Les enfants étaient retirés à leurs parents après l'accouchement, déclarés morts sans qu'on leur en fournisse la preuve et adoptés par des couples stériles, de préférence proches du régime "national-catholique".

Après la guerre civile (1936-1939), l'objectif était de punir les opposantes accusées de transmettre le "gène rouge" du marxisme, affirme Soledad Luque, présidente de l'association "Tous les enfants volés sont aussi mes enfants".

Puis ce sont les enfants nés hors mariage, ou dans les familles pauvres ou très nombreuses, qui ont été davantage visés à partir des années 1950.
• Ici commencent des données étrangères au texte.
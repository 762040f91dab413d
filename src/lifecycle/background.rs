//! Background work tracking.
//!
//! # Responsibilities
//! - Run work that must outlive the response (cache writes, analytics, refreshes)
//! - Count outstanding tasks per request and for the whole process
//! - Let shutdown wait until every outstanding task has finished
//!
//! # Design Decisions
//! - A request lifecycle is a child of the server lifecycle; a task is
//!   counted by its own lifecycle and every ancestor
//! - Counts live in watch channels so `drain` waits without polling

use std::future::Future;
use std::sync::Arc;
use tokio::sync::watch;

/// Tracks background tasks attached to a request or to the server.
#[derive(Debug, Clone)]
pub struct Lifecycle {
    pending: Arc<watch::Sender<usize>>,
    parent: Option<Box<Lifecycle>>,
}

impl Lifecycle {
    pub fn new() -> Self {
        let (tx, _) = watch::channel(0);
        Self {
            pending: Arc::new(tx),
            parent: None,
        }
    }

    /// Create a lifecycle whose tasks are also counted by `self`.
    pub fn child(&self) -> Self {
        let (tx, _) = watch::channel(0);
        Self {
            pending: Arc::new(tx),
            parent: Some(Box::new(self.clone())),
        }
    }

    /// Run `task` in the background, keeping it counted until it completes.
    pub fn wait_until<F>(&self, task: F)
    where
        F: Future<Output = ()> + Send + 'static,
    {
        let guard = self.track();
        tokio::spawn(async move {
            task.await;
            drop(guard);
        });
    }

    /// Number of background tasks still running.
    pub fn pending(&self) -> usize {
        *self.pending.borrow()
    }

    /// Wait until every task registered with this lifecycle has finished.
    pub async fn drain(&self) {
        let mut rx = self.pending.subscribe();
        let _ = rx.wait_for(|count| *count == 0).await;
    }

    fn track(&self) -> TaskGuard {
        let mut counters = Vec::new();
        let mut current = Some(self);
        while let Some(lifecycle) = current {
            lifecycle.pending.send_modify(|count| *count += 1);
            counters.push(Arc::clone(&lifecycle.pending));
            current = lifecycle.parent.as_deref();
        }
        TaskGuard { counters }
    }
}

impl Default for Lifecycle {
    fn default() -> Self {
        Self::new()
    }
}

/// Decrements every owning lifecycle when the task ends, including on panic.
#[derive(Debug)]
struct TaskGuard {
    counters: Vec<Arc<watch::Sender<usize>>>,
}

impl Drop for TaskGuard {
    fn drop(&mut self) {
        for counter in &self.counters {
            counter.send_modify(|count| *count = count.saturating_sub(1));
        }
        tracing::trace!("Background task finished");
    }
}
//! Observability subsystem.
//!
//! # Data Flow
//! ```text
//! All subsystems produce:
//!     → logging.rs (structured log events)
//!     → metrics.rs (counters, histograms)
//!     → analytics.rs (one data point per tier per request)
//!
//! Consumers:
//!     → Log aggregation (stdout)
//!     → Metrics endpoint (Prometheus scrape)
//!     → Analytics sink (metrics + structured event by default)
//! ```
//!
//! # Design Decisions
//! - Request ID flows through all subsystems
//! - Metrics are cheap; recording without an installed exporter is a no-op
//! - Analytics are written as background work, never on the response path

pub mod analytics;
pub mod logging;
pub mod metrics;

pub use analytics::{AnalyticsSink, DataPoint, MetricsAnalytics};
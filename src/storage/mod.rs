//! Storage backends behind the cache tiers.
//!
//! # Data Flow
//! ```text
//! L1 EdgeTier   → edge.rs  (EdgeCache: URL → full response)
//! L2 ObjectTier → blob.rs  (BlobStore: key → body + metadata, ranges, preconditions)
//! ```
//!
//! # Design Decisions
//! - Traits at the seam so deployments can plug in shared stores
//! - In-memory implementations are the defaults and what tests run against

pub mod blob;
pub mod edge;

pub use blob::{
    BlobStore, CustomMetadata, GetOptions, HttpMetadata, MemoryBlobStore, ObjectMeta, ObjectRange,
    Preconditions, PutOptions, StoredObject,
};
pub use edge::{EdgeCache, MemoryEdgeCache};

use thiserror::Error;

#[derive(Debug, Error)]
pub enum StorageError {
    #[error("storage backend unavailable: {0}")]
    Unavailable(String),
}
//! Cache tier chain.
//!
//! # Data Flow
//! ```text
//! CacheHandler (L0, orchestrator)
//!     → EdgeTier   (L1, shared edge cache)
//!     → ObjectTier (L2, durable object store)
//!     → OriginTier (L3, origin server)
//!
//! Each tier: fetch → build ResponseContext → miss or expired? delegate down
//!            → merge expired copy → cache at this tier if SSR
//! ```
//!
//! # Design Decisions
//! - Tiers are strategy objects behind one trait, held in an ordered list
//! - A tier failure is a miss at that tier; only the last tier's failure is terminal
//! - Cache writes and analytics are background work on the request lifecycle

pub mod chain;
pub mod edge;
pub mod object;
pub mod orchestrator;
pub mod origin;

pub use chain::HandlerChain;
pub use edge::EdgeTier;
pub use object::ObjectTier;
pub use orchestrator::{BackendError, Backends, CacheHandler, Orchestrator};
pub use origin::{origin_for, HyperOrigin, Origin, OriginError, OriginTier, ReqwestOrigin};

use async_trait::async_trait;
use thiserror::Error;

use crate::context::{CacheLevel, RequestContext, ResponseContext};
use crate::http::response::BufferedResponse;
use crate::storage::StorageError;
use crate::versions::CounterError;

/// A tier's lookup or upstream call failed.
#[derive(Debug, Error)]
pub enum FetchError {
    #[error("storage lookup failed: {0}")]
    Storage(#[from] StorageError),

    #[error("origin request failed: {0}")]
    Origin(#[from] OriginError),
}

#[derive(Debug, Error)]
pub enum ChainError {
    #[error("tag version lookup failed")]
    Versioning(#[from] CounterError),

    #[error("no cache tier produced a response for {resource}")]
    NoResponse { resource: String },
}

/// One level of the cache hierarchy.
#[async_trait]
pub trait Tier: Send + Sync {
    fn level(&self) -> CacheLevel;

    /// Look the request up at this tier. `Ok(None)` is a miss.
    async fn fetch(&self, ctx: &RequestContext) -> Result<Option<BufferedResponse>, FetchError>;

    /// Store a response fetched from a lower tier. Writes run in the background;
    /// the return value says whether one was scheduled.
    fn cache(&self, ctx: &RequestContext, response: &ResponseContext) -> bool;
}
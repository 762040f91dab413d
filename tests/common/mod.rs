//! Shared utilities for integration testing.

#![allow(dead_code)]

use async_trait::async_trait;
use axum::http::{HeaderMap, HeaderValue, Method, StatusCode, Uri};
use std::future::Future;
use std::net::SocketAddr;
use std::sync::{Arc, Mutex};
use std::time::Duration;
use tokio::io::{AsyncReadExt, AsyncWriteExt};
use tokio::net::TcpListener;

use edge_ssr_cache::config::ProxyConfig;
use edge_ssr_cache::context::{ForwardRequest, RequestContext, ResponseContext};
use edge_ssr_cache::handlers::{Backends, CacheHandler, ChainError, Origin, OriginError};
use edge_ssr_cache::http::BufferedResponse;
use edge_ssr_cache::lifecycle::Lifecycle;
use edge_ssr_cache::observability::{AnalyticsSink, DataPoint};
use edge_ssr_cache::storage::{
    BlobStore, GetOptions, MemoryBlobStore, MemoryEdgeCache, ObjectMeta, PutOptions, StorageError,
    StoredObject,
};
use edge_ssr_cache::versions::LocalCounter;

/// Config pointing at `127.0.0.1:port` with short refresh delays.
pub fn test_config(port: u16) -> ProxyConfig {
    let mut config = ProxyConfig::default();
    config.origin.host = "127.0.0.1".to_string();
    config.origin.port = port;
    config.cache.retry_delays_ms = vec![10, 20];
    config
}

/// Build an origin response from static header pairs.
pub fn page(status: StatusCode, headers: &[(&'static str, &'static str)], body: &'static str) -> BufferedResponse {
    let mut map = HeaderMap::new();
    for (name, value) in headers {
        map.insert(*name, HeaderValue::from_static(*value));
    }
    BufferedResponse::new(status, map, body)
}

type Responder = dyn Fn(&ForwardRequest, usize) -> Option<BufferedResponse> + Send + Sync;

/// In-process origin answering from a closure and recording every call.
///
/// The closure receives the request and the zero-based call number;
/// `None` simulates an unreachable origin.
pub struct ScriptedOrigin {
    responder: Box<Responder>,
    calls: Mutex<Vec<ForwardRequest>>,
}

impl ScriptedOrigin {
    pub fn new<F>(responder: F) -> Self
    where
        F: Fn(&ForwardRequest, usize) -> Option<BufferedResponse> + Send + Sync + 'static,
    {
        Self {
            responder: Box::new(responder),
            calls: Mutex::new(Vec::new()),
        }
    }

    /// Always answer with the same response.
    pub fn fixed(response: BufferedResponse) -> Self {
        Self::new(move |_, _| Some(response.clone()))
    }

    pub fn down() -> Self {
        Self::new(|_, _| None)
    }

    pub fn calls(&self) -> usize {
        self.calls.lock().unwrap().len()
    }

    pub fn requests(&self) -> Vec<ForwardRequest> {
        self.calls.lock().unwrap().clone()
    }

    pub fn user_agents(&self) -> Vec<Option<String>> {
        self.calls
            .lock()
            .unwrap()
            .iter()
            .map(|r| {
                r.headers
                    .get(axum::http::header::USER_AGENT)
                    .and_then(|v| v.to_str().ok())
                    .map(str::to_string)
            })
            .collect()
    }
}

#[async_trait]
impl Origin for ScriptedOrigin {
    async fn forward(&self, request: &ForwardRequest) -> Result<BufferedResponse, OriginError> {
        let call = {
            let mut calls = self.calls.lock().unwrap();
            calls.push(request.clone());
            calls.len() - 1
        };
        (self.responder)(request, call).ok_or_else(|| OriginError::Body("connection refused".to_string()))
    }
}

/// Analytics sink that keeps every point.
#[derive(Default)]
pub struct RecordingAnalytics {
    points: Mutex<Vec<DataPoint>>,
}

impl RecordingAnalytics {
    pub fn points(&self) -> Vec<DataPoint> {
        self.points.lock().unwrap().clone()
    }
}

#[async_trait]
impl AnalyticsSink for RecordingAnalytics {
    async fn write(&self, point: DataPoint) {
        self.points.lock().unwrap().push(point);
    }
}

/// Object store whose every call fails.
pub struct FailingBlobStore;

#[async_trait]
impl BlobStore for FailingBlobStore {
    async fn get(&self, _key: &str, _options: GetOptions) -> Result<Option<StoredObject>, StorageError> {
        Err(StorageError::Unavailable("bucket offline".to_string()))
    }

    async fn head(&self, _key: &str) -> Result<Option<ObjectMeta>, StorageError> {
        Err(StorageError::Unavailable("bucket offline".to_string()))
    }

    async fn put(&self, _key: &str, _body: bytes::Bytes, _options: PutOptions) -> Result<ObjectMeta, StorageError> {
        Err(StorageError::Unavailable("bucket offline".to_string()))
    }
}

/// A cache handler over in-memory stores and a scripted origin.
pub struct Harness {
    pub config: Arc<ProxyConfig>,
    pub handler: Arc<CacheHandler>,
    pub edge: Arc<MemoryEdgeCache>,
    pub blob: Arc<MemoryBlobStore>,
    pub origin: Arc<ScriptedOrigin>,
    pub counter: Arc<LocalCounter>,
    pub analytics: Arc<RecordingAnalytics>,
    pub lifecycle: Lifecycle,
}

impl Harness {
    pub fn new(config: ProxyConfig, origin: ScriptedOrigin) -> Self {
        Self::with_blob_store(config, origin, None)
    }

    /// Same as `new`, but with `blob_store` replacing the in-memory one as L2.
    pub fn with_blob_store(
        config: ProxyConfig,
        origin: ScriptedOrigin,
        blob_store: Option<Arc<dyn BlobStore>>,
    ) -> Self {
        let edge = Arc::new(MemoryEdgeCache::new(config.cache.edge_max_entries));
        let blob = Arc::new(MemoryBlobStore::new());
        let origin = Arc::new(origin);
        let counter = Arc::new(LocalCounter::new());
        let analytics = Arc::new(RecordingAnalytics::default());

        let blob_store: Arc<dyn BlobStore> = match blob_store {
            Some(store) => store,
            None => blob.clone(),
        };
        let backends = Backends {
            edge_cache: edge.clone(),
            blob_store,
            origin: origin.clone(),
            counter: counter.clone(),
            analytics: analytics.clone(),
        };
        let handler = Arc::new(CacheHandler::assemble(&config, &backends));

        Self {
            config: Arc::new(config),
            handler,
            edge,
            blob,
            origin,
            counter,
            analytics,
            lifecycle: Lifecycle::new(),
        }
    }

    pub fn context(&self, uri: &str, headers: HeaderMap) -> RequestContext {
        let uri: Uri = uri.parse().unwrap();
        RequestContext::from_parts(
            Method::GET,
            &uri,
            headers,
            Arc::clone(&self.config),
            self.lifecycle.child(),
        )
        .unwrap()
    }

    /// Serve `uri` and wait for every background task it scheduled.
    pub async fn serve(&self, uri: &str) -> Result<Option<ResponseContext>, ChainError> {
        self.serve_with(uri, HeaderMap::new()).await
    }

    pub async fn serve_with(&self, uri: &str, headers: HeaderMap) -> Result<Option<ResponseContext>, ChainError> {
        let result = self.handler.handle(self.context(uri, headers)).await;
        tokio::time::timeout(Duration::from_secs(5), self.lifecycle.drain())
            .await
            .expect("background work did not drain");
        result
    }
}

/// Start a programmable mock backend speaking raw HTTP/1.1.
///
/// The closure returns status, extra header lines and body.
pub async fn start_programmable_backend<F, Fut>(f: F) -> SocketAddr
where
    F: Fn() -> Fut + Send + Sync + 'static,
    Fut: Future<Output = (u16, Vec<(&'static str, &'static str)>, String)> + Send + 'static,
{
    let listener = TcpListener::bind("127.0.0.1:0").await.unwrap();
    let addr = listener.local_addr().unwrap();
    let f = Arc::new(f);

    tokio::spawn(async move {
        loop {
            match listener.accept().await {
                Ok((mut socket, _)) => {
                    let f = f.clone();
                    tokio::spawn(async move {
                        let mut buf = [0u8; 4096];
                        let _ = socket.read(&mut buf).await;

                        let (status, headers, body) = f().await;
                        let status_text = match status {
                            200 => "200 OK",
                            404 => "404 Not Found",
                            500 => "500 Internal Server Error",
                            502 => "502 Bad Gateway",
                            _ => "200 OK",
                        };
                        let extra: String = headers
                            .iter()
                            .map(|(name, value)| format!("{}: {}\r\n", name, value))
                            .collect();

                        let response_str = format!(
                            "HTTP/1.1 {}\r\n{}Content-Length: {}\r\nConnection: close\r\n\r\n{}",
                            status_text,
                            extra,
                            body.len(),
                            body
                        );
                        let _ = socket.write_all(response_str.as_bytes()).await;
                        let _ = socket.shutdown().await;
                    });
                }
                Err(_) => break,
            }
        }
    });

    addr
}

/// A port with nothing listening on it.
pub async fn closed_port() -> u16 {
    let listener = TcpListener::bind("127.0.0.1:0").await.unwrap();
    let port = listener.local_addr().unwrap().port();
    drop(listener);
    port
}
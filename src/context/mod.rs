//! Request and response contexts passed between cache tiers.
//!
//! # Data Flow
//! ```text
//! incoming request → RequestContext (origin URL, keys, attempt)
//!     → tier fetch → BufferedResponse
//!     → ResponseContextBuilder (versions → mode → headers)
//!     → ResponseContext (merged with any expired copy on the way back up)
//! ```

pub mod builder;
pub mod request;
pub mod response;
pub mod version;

pub use builder::ResponseContextBuilder;
pub use request::{ContextError, ForwardRequest, RequestContext};
pub use response::{CacheLevel, RenderingMode, ResponseContext};
pub use version::{cache_tags, version_diff, VersionContext};
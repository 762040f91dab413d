//! Edge SSR cache: a reverse proxy in front of a server-side rendering origin.
//!
//! Requests pass through an ordered chain of cache tiers (orchestrator, edge
//! cache, object store, origin). Responses are classified by rendering mode,
//! invalidated through per-tag version counters, and served with range and
//! conditional-request semantics from the object store.

pub mod config;
pub mod context;
pub mod handlers;
pub mod http;
pub mod lifecycle;
pub mod objects;
pub mod observability;
pub mod routing;
pub mod storage;
pub mod versions;

pub use config::schema::ProxyConfig;
pub use handlers::CacheHandler;
pub use http::HttpServer;
pub use lifecycle::{Lifecycle, Shutdown};
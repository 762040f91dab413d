//! Object store (L2 backing store).
//!
//! # Responsibilities
//! - Key/value blobs with HTTP metadata and custom metadata
//! - Ranged reads and precondition-guarded reads
//!
//! # Design Decisions
//! - A failed precondition returns the object metadata without a body, so
//!   callers can tell "missing" from "precondition failed"
//! - Upload timestamps are kept at whole-second precision, matching what
//!   HTTP dates can express

use async_trait::async_trait;
use bytes::Bytes;
use chrono::{DateTime, SubsecRound, Utc};
use dashmap::DashMap;
use serde::{Deserialize, Serialize};
use sha2::{Digest, Sha256};
use std::collections::BTreeMap;

use super::StorageError;

/// Standard HTTP headers stored alongside an object.
#[derive(Debug, Clone, Default, PartialEq, Eq, Serialize, Deserialize)]
pub struct HttpMetadata {
    pub content_type: Option<String>,
    pub content_language: Option<String>,
    pub content_disposition: Option<String>,
    pub content_encoding: Option<String>,
    pub cache_control: Option<String>,
    pub cache_expiry: Option<DateTime<Utc>>,
}

pub type CustomMetadata = BTreeMap<String, String>;

#[derive(Debug, Clone, PartialEq, Eq)]
pub struct ObjectMeta {
    pub key: String,
    pub size: u64,
    /// Bare entity tag, without quotes.
    pub etag: String,
    pub uploaded: DateTime<Utc>,
    pub http_metadata: HttpMetadata,
    pub custom_metadata: CustomMetadata,
}

impl ObjectMeta {
    /// Entity tag in header form (quoted).
    pub fn http_etag(&self) -> String {
        format!("\"{}\"", self.etag)
    }
}

/// Byte range of a ranged read.
#[derive(Debug, Clone, Copy, PartialEq, Eq)]
pub enum ObjectRange {
    Offset { offset: u64, length: u64 },
    Suffix { suffix: u64 },
}

impl ObjectRange {
    /// Inclusive `(start, end)` within an object of `size` bytes, or `None` when empty.
    pub fn bounds(&self, size: u64) -> Option<(u64, u64)> {
        let (start, length) = match *self {
            ObjectRange::Offset { offset, length } => (offset, length.min(size.saturating_sub(offset))),
            ObjectRange::Suffix { suffix } => {
                let length = suffix.min(size);
                (size - length, length)
            }
        };
        if length == 0 || start >= size {
            return None;
        }
        Some((start, start + length - 1))
    }
}

/// Preconditions evaluated against the stored object before the body is returned.
#[derive(Debug, Clone, Default, PartialEq, Eq)]
pub struct Preconditions {
    pub etag_matches: Option<String>,
    pub etag_does_not_match: Option<String>,
    pub uploaded_before: Option<DateTime<Utc>>,
    pub uploaded_after: Option<DateTime<Utc>>,
}

impl Preconditions {
    pub fn is_empty(&self) -> bool {
        self == &Preconditions::default()
    }

    pub fn evaluate(&self, meta: &ObjectMeta) -> bool {
        let etag_ok = |expected: &str| expected == "*" || expected == meta.etag;

        if let Some(expected) = &self.etag_matches {
            if !etag_ok(expected) {
                return false;
            }
        }
        if let Some(expected) = &self.etag_does_not_match {
            if etag_ok(expected) {
                return false;
            }
        }
        if let Some(date) = self.uploaded_before {
            if meta.uploaded > date {
                return false;
            }
        }
        if let Some(date) = self.uploaded_after {
            if meta.uploaded <= date {
                return false;
            }
        }
        true
    }
}

#[derive(Debug, Clone, Default)]
pub struct GetOptions {
    pub range: Option<ObjectRange>,
    pub only_if: Option<Preconditions>,
}

#[derive(Debug, Clone, Default)]
pub struct PutOptions {
    pub http_metadata: HttpMetadata,
    pub custom_metadata: CustomMetadata,
}

#[derive(Debug, Clone)]
pub struct StoredObject {
    pub meta: ObjectMeta,
    /// `None` when a precondition failed.
    pub body: Option<Bytes>,
    /// Range actually served, when one was requested and satisfiable.
    pub range: Option<(u64, u64)>,
}

#[async_trait]
pub trait BlobStore: Send + Sync {
    async fn get(&self, key: &str, options: GetOptions) -> Result<Option<StoredObject>, StorageError>;

    async fn head(&self, key: &str) -> Result<Option<ObjectMeta>, StorageError>;

    async fn put(&self, key: &str, body: Bytes, options: PutOptions) -> Result<ObjectMeta, StorageError>;
}

#[derive(Debug, Clone)]
struct BlobEntry {
    meta: ObjectMeta,
    body: Bytes,
}

#[derive(Debug, Default)]
pub struct MemoryBlobStore {
    objects: DashMap<String, BlobEntry>,
}

impl MemoryBlobStore {
    pub fn new() -> Self {
        Self::default()
    }

    pub fn len(&self) -> usize {
        self.objects.len()
    }

    pub fn is_empty(&self) -> bool {
        self.objects.is_empty()
    }
}

#[async_trait]
impl BlobStore for MemoryBlobStore {
    async fn get(&self, key: &str, options: GetOptions) -> Result<Option<StoredObject>, StorageError> {
        let Some(entry) = self.objects.get(key).map(|e| e.clone()) else {
            return Ok(None);
        };

        if let Some(only_if) = &options.only_if {
            if !only_if.evaluate(&entry.meta) {
                return Ok(Some(StoredObject {
                    meta: entry.meta,
                    body: None,
                    range: None,
                }));
            }
        }

        let range = options.range.and_then(|r| r.bounds(entry.meta.size));
        let body = match range {
            Some((start, end)) => entry.body.slice(start as usize..=end as usize),
            None => entry.body.clone(),
        };

        Ok(Some(StoredObject {
            meta: entry.meta,
            body: Some(body),
            range,
        }))
    }

    async fn head(&self, key: &str) -> Result<Option<ObjectMeta>, StorageError> {
        Ok(self.objects.get(key).map(|e| e.meta.clone()))
    }

    async fn put(&self, key: &str, body: Bytes, options: PutOptions) -> Result<ObjectMeta, StorageError> {
        let digest = hex::encode(Sha256::digest(&body));
        let meta = ObjectMeta {
            key: key.to_string(),
            size: body.len() as u64,
            etag: digest[..32].to_string(),
            uploaded: Utc::now().trunc_subsecs(0),
            http_metadata: options.http_metadata,
            custom_metadata: options.custom_metadata,
        };

        self.objects.insert(
            key.to_string(),
            BlobEntry {
                meta: meta.clone(),
                body,
            },
        );
        tracing::debug!(key = %key, size = meta.size, etag = %meta.etag, "Stored object");
        Ok(meta)
    }
}

#[cfg(test)]
mod tests {
    use super::*;
    use chrono::Duration;

    async fn store_with(body: &'static str) -> (MemoryBlobStore, ObjectMeta) {
        let store = MemoryBlobStore::new();
        let meta = store
            .put("k", Bytes::from_static(body.as_bytes()), PutOptions::default())
            .await
            .unwrap();
        (store, meta)
    }

    #[tokio::test]
    async fn test_put_get_head() {
        let (store, meta) = store_with("hello world").await;
        assert_eq!(meta.size, 11);
        assert_eq!(meta.etag.len(), 32);
        assert_eq!(meta.http_etag(), format!("\"{}\"", meta.etag));

        let object = store.get("k", GetOptions::default()).await.unwrap().unwrap();
        assert_eq!(object.body.unwrap(), "hello world");
        assert!(store.head("missing").await.unwrap().is_none());
        assert!(store.get("missing", GetOptions::default()).await.unwrap().is_none());
    }

    #[tokio::test]
    async fn test_ranged_reads() {
        let (store, _) = store_with("0123456789").await;

        let get = |range| GetOptions {
            range: Some(range),
            only_if: None,
        };
        let object = store.get("k", get(ObjectRange::Offset { offset: 2, length: 3 })).await.unwrap().unwrap();
        assert_eq!(object.body.unwrap(), "234");
        assert_eq!(object.range, Some((2, 4)));

        let object = store.get("k", get(ObjectRange::Suffix { suffix: 4 })).await.unwrap().unwrap();
        assert_eq!(object.body.unwrap(), "6789");
        assert_eq!(object.range, Some((6, 9)));
    }

    #[tokio::test]
    async fn test_preconditions() {
        let (store, meta) = store_with("body").await;
        let get = |only_if| GetOptions {
            range: None,
            only_if: Some(only_if),
        };

        let failed = store
            .get("k", get(Preconditions { etag_matches: Some("nope".into()), ..Default::default() }))
            .await
            .unwrap()
            .unwrap();
        assert!(failed.body.is_none());

        let passed = store
            .get("k", get(Preconditions { etag_does_not_match: Some("nope".into()), ..Default::default() }))
            .await
            .unwrap()
            .unwrap();
        assert!(passed.body.is_some());

        let not_modified = store
            .get("k", get(Preconditions { uploaded_after: Some(meta.uploaded), ..Default::default() }))
            .await
            .unwrap()
            .unwrap();
        assert!(not_modified.body.is_none());

        let modified = store
            .get("k", get(Preconditions { uploaded_after: Some(meta.uploaded - Duration::seconds(1)), ..Default::default() }))
            .await
            .unwrap()
            .unwrap();
        assert!(modified.body.is_some());
    }

    #[test]
    fn test_range_bounds() {
        assert_eq!(ObjectRange::Offset { offset: 0, length: 100 }.bounds(10), Some((0, 9)));
        assert_eq!(ObjectRange::Suffix { suffix: 100 }.bounds(10), Some((0, 9)));
        assert_eq!(ObjectRange::Offset { offset: 10, length: 1 }.bounds(10), None);
        assert_eq!(ObjectRange::Suffix { suffix: 1 }.bounds(0), None);
    }
}
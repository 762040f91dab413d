//! Tag versioning subsystem.
//!
//! # Data Flow
//! ```text
//! Operator:   /ssr/tags/{tag}/increment → protocol.rs → counter.rs (bump)
//! Render:     response tags "a|b" → live_versions() → {a: 3, b: 1}
//!             compared against the vector persisted with the cached copy
//! ```
//!
//! # Design Decisions
//! - One counter per tag; bumping a tag expires every cached page carrying it
//! - Counter reads happen once per tier result, so they stay cheap

pub mod counter;
pub mod protocol;

pub use counter::{Counter, CounterError, LocalCounter};
pub use protocol::{dispatch, CounterOp};

use std::collections::BTreeMap;

/// Tag name to counter value.
pub type VersionMap = BTreeMap<String, i64>;

/// Read the live version of every tag in a `|`-separated list.
pub async fn live_versions(counter: &dyn Counter, tags: &str) -> Result<VersionMap, CounterError> {
    let mut versions = VersionMap::new();
    for tag in tags.split('|').map(str::trim).filter(|t| !t.is_empty()) {
        let value = counter.get(tag).await?;
        versions.insert(tag.to_string(), value);
    }
    Ok(versions)
}

#[cfg(test)]
mod tests {
    use super::*;

    #[tokio::test]
    async fn test_live_versions() {
        let counter = LocalCounter::new();
        counter.increment("home").await.unwrap();

        let versions = live_versions(&counter, "home|plp||").await.unwrap();
        assert_eq!(versions.len(), 2);
        assert_eq!(versions["home"], 1);
        assert_eq!(versions["plp"], 0);
    }
}
//! HTTP protocol handling subsystem.
//!
//! # Data Flow
//! ```text
//! TCP connection
//!     → server.rs (Axum setup, middleware, entry handlers)
//!     → request.rs (request ID)
//!     → routing (tag operation / bypass / render)
//!     → handlers (cache tier chain)
//!     → response.rs (buffered response → client)
//! ```

pub mod date;
pub mod directive;
pub mod headers;
pub mod request;
pub mod response;
pub mod server;

pub use request::X_REQUEST_ID;
pub use response::BufferedResponse;
pub use server::{AppState, HttpServer};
Le trafic a perduré sous la démocratie, au moins jusqu'en 1987, pour des motifs "presque purement économiques", poursuit-elle.

C'est le cas de Carmen Lorente, 55 ans, venue de Séville pour manifester devant le tribunal avec une cinquantaine de personnes brandissant des pancartes réclamant "Justice!". Elle s'est vue enlever son bébé en 1979.

"Deux jours après la naissance, ils m'ont dit qu'il était mort, qu'il s'était étouffé dans mon ventre. mais je l'avais entendu pleurer", a-t-elle raconté émue à l'AFP.

Mais malgré l'ampleur du scandale, dénoncé pour la première fois dans la presse en 1982, aucune des plus de 2.000 plaintes déposées selon les associations n'a abouti.

"Ce qui unit les trois époques, c'est le mot impunité", affirme Soledad Luque, dont la plainte visant à retrouver son frère jumeau a été classée.

Le même phénomène s'est reproduit en Argentine pendant la dictature militaire de 1976 à 1983. Des nouveaux-nés, environ 500, ont été arrachés à des détenues et confiés en adoption à des familles de militaires ou de civils soutenant la dictature.

Deux anciens chefs de la junte militaire, Jorge Videla et Reynaldo Bignone, ont été condamnés en 2012 pour ces vols d'enfants

Espoir et résignation 

"C'est un jour très important pour tous ceux qui ont été touchés, et pour toutes les mères", a estimé Carmen Lorente. Parce que fait que ce monsieur s'asseye sur le banc des accusés crée un précédent. Que ce soit le fil conducteur pour résoudre les autres cas. J'espère que nous saurons une fois pour toutes où sont nos enfants. Ce monsieur n'ira pas en prison mais qu'il dise tout ce qu'il sait !"

Mais après tant d'années, la résignation guette les familles. Les protagonistes disparaissent au fil des années, comme la religieuse Maria Gomez Valbuena, souvent dépeinte comme la tête du trafic à Madrid, et morte avant d'être jugée.

"Le Dr Vela connaît beaucoup de choses, beaucoup de secrets", a déclaré à la presse Inès Madrigal avant l'ouverture du procès. Mais elle doute qu'il les revèle: "la soeur Maria aussi est allé dans sa tombe avec énormément de secrets".